**TASK DIRECTIONS:** Take the data below. Output it exactly from its first line through the line containing "refresh is performed".

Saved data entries
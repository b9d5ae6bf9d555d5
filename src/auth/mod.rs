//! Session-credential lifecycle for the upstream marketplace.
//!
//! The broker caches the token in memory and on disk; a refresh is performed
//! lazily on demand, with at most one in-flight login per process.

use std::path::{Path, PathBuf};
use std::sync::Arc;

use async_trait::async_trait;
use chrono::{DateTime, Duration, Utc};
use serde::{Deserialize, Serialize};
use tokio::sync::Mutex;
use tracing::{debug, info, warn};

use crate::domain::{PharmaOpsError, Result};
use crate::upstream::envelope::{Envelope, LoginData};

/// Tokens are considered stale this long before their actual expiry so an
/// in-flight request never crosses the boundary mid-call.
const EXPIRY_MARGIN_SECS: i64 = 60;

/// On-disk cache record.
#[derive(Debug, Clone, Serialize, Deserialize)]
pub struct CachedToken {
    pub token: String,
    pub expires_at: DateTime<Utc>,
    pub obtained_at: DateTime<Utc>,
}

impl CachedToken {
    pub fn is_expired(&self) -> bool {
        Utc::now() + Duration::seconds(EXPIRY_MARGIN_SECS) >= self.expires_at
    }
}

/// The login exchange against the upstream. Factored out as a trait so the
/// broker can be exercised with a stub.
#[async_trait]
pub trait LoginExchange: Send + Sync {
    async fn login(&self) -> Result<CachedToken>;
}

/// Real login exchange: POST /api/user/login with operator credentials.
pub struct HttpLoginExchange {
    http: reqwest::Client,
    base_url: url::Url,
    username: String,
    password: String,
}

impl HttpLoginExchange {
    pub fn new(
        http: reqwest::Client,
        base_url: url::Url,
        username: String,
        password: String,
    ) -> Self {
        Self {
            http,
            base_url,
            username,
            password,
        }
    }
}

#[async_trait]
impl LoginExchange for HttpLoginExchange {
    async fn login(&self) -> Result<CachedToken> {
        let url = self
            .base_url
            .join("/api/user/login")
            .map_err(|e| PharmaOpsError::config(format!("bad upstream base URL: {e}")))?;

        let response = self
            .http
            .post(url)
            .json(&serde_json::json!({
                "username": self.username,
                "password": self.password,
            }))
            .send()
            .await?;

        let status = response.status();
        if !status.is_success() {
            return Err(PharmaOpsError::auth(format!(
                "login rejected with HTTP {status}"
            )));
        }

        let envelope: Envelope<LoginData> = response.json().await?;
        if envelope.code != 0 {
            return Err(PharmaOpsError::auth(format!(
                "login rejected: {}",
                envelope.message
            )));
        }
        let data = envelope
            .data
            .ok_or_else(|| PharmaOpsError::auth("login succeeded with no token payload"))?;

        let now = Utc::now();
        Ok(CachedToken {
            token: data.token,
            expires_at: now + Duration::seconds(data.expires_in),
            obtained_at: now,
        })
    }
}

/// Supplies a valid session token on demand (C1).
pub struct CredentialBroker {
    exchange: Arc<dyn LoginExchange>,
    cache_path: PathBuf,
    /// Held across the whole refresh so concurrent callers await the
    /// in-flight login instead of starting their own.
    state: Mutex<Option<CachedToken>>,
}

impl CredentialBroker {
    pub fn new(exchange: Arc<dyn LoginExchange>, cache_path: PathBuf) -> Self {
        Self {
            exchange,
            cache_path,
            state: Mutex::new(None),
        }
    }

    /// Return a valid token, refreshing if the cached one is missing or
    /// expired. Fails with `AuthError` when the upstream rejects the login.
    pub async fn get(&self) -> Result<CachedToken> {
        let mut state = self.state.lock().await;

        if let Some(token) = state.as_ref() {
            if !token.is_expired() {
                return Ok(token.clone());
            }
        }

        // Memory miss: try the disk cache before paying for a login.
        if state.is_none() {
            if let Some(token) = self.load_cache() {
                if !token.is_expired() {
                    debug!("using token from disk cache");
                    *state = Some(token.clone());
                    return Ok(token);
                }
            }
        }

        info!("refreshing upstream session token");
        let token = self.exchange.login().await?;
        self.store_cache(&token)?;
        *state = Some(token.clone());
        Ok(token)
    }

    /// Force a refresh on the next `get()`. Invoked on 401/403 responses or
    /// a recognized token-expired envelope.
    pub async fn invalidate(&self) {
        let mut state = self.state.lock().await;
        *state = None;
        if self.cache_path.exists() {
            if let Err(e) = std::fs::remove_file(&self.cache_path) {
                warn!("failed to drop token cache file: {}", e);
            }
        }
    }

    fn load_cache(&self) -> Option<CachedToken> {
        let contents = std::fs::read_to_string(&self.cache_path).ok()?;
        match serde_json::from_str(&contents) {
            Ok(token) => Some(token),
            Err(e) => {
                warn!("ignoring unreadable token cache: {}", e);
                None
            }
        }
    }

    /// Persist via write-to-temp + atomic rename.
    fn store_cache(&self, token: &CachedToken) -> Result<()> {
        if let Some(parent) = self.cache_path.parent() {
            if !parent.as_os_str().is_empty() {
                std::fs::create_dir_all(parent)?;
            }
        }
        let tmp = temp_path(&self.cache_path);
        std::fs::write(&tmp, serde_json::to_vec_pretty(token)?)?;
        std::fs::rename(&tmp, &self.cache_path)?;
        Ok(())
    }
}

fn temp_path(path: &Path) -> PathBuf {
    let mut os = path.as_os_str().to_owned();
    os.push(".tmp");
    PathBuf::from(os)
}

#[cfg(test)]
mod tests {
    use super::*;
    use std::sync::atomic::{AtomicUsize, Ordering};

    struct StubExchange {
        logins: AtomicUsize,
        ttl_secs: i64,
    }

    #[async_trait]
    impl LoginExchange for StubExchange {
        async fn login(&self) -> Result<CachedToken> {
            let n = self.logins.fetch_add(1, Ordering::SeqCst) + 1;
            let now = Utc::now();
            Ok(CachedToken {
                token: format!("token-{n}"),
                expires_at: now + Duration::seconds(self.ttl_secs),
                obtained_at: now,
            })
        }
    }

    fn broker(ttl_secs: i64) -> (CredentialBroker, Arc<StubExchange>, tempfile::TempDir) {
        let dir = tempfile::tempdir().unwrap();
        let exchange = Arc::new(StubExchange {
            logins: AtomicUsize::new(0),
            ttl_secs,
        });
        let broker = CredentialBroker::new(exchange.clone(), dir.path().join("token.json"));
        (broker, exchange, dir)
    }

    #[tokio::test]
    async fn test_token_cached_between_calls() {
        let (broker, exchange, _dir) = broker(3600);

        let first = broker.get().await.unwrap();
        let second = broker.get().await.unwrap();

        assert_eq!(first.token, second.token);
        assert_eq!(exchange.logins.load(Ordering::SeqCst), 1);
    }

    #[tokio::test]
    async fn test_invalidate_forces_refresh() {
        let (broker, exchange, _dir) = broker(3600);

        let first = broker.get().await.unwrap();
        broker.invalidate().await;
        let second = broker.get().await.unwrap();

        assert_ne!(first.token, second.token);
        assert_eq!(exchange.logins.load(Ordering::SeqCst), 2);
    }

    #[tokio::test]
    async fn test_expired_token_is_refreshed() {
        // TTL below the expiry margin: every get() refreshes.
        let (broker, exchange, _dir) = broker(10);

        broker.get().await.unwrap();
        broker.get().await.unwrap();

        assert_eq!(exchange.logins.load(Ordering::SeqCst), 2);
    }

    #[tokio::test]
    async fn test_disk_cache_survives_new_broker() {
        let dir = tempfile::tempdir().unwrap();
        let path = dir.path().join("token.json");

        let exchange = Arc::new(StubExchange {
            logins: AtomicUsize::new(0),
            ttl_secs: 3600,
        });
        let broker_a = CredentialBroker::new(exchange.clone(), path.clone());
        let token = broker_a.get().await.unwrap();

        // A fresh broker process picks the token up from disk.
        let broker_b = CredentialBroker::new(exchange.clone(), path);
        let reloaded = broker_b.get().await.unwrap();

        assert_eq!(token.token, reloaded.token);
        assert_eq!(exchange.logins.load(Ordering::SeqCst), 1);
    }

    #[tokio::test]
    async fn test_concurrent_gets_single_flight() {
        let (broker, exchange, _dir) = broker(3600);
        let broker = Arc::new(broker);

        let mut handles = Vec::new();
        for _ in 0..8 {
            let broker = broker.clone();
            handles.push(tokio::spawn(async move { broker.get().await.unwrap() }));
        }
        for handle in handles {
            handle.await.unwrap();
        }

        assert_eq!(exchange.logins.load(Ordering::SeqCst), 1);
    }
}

**SOLVED PROBLEM:**
repository b9d5ae6bf9d555d5
filename src/auth/mod.rs
//! Session-credential lifecycle for the upstream marketplace.
//!
//! The broker caches the token in memory and on disk; a refresh is performed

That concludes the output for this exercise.